■ What to produce
Of all the lines in the material, count those containing the string "match" and write only the resulting number.

------ Records to use ------

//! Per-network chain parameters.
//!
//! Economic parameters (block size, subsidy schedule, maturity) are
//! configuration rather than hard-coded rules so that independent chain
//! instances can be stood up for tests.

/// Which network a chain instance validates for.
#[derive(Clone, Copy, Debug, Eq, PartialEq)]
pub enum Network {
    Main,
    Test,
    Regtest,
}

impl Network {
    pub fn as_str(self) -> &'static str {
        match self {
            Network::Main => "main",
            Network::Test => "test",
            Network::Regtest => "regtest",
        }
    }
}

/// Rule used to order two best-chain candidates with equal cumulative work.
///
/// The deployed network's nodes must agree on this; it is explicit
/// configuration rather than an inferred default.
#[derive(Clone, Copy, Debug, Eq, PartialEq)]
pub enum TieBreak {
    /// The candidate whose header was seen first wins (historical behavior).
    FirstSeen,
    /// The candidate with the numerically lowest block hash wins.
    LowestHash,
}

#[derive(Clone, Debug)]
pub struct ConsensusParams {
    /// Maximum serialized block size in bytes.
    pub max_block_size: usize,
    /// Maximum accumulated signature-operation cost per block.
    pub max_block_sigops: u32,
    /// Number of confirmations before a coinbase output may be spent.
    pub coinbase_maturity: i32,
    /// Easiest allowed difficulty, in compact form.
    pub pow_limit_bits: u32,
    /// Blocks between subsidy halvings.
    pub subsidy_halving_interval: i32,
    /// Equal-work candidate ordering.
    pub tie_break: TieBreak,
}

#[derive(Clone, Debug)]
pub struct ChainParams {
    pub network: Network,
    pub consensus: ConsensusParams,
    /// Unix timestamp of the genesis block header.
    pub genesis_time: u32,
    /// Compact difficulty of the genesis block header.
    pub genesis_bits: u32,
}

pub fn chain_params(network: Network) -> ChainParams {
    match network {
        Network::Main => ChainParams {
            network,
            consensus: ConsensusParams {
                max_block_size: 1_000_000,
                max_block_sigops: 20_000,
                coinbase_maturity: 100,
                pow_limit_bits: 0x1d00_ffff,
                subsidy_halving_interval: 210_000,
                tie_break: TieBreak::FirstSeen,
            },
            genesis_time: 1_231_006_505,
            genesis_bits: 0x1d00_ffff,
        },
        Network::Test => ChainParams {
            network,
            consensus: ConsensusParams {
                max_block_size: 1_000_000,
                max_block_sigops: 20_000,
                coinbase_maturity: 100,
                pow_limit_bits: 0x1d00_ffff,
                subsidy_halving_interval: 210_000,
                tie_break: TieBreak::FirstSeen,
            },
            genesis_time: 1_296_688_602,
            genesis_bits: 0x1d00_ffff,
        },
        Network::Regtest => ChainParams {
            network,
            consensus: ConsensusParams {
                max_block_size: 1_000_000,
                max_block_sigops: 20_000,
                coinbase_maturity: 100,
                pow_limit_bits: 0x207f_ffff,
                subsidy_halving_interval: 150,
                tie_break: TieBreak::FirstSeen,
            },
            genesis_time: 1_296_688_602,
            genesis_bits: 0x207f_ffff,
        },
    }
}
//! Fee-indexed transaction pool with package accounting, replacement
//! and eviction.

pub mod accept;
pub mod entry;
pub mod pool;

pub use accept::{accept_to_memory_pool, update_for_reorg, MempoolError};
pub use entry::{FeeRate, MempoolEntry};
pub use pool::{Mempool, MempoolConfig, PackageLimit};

------
------ Records to use ------

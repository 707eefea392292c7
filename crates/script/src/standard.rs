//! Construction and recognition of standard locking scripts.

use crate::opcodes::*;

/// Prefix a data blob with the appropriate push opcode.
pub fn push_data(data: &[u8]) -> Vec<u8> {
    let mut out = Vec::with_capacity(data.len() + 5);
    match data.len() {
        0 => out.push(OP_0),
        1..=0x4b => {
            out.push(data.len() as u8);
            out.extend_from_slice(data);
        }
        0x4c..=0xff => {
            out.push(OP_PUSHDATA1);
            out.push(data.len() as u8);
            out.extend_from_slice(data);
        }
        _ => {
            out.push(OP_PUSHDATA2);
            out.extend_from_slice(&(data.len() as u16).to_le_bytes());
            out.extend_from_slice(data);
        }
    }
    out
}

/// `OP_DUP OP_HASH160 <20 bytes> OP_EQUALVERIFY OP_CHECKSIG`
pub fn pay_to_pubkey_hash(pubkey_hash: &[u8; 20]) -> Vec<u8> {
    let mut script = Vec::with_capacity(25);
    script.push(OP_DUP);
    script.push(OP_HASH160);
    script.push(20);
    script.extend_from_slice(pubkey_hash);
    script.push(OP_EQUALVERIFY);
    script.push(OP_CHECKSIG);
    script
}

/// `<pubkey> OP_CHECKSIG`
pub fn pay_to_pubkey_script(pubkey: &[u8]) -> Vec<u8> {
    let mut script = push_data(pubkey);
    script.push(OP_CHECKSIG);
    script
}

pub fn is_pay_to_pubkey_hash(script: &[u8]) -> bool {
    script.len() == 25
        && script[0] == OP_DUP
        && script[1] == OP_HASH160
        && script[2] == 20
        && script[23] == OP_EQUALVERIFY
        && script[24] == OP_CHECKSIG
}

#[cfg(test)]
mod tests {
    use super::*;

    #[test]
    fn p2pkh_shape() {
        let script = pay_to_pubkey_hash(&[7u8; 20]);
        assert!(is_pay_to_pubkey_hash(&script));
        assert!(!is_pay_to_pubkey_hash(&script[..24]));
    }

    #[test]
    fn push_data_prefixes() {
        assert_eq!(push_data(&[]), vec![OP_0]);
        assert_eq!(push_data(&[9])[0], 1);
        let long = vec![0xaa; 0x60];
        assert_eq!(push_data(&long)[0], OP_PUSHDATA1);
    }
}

------

■ Answer box
3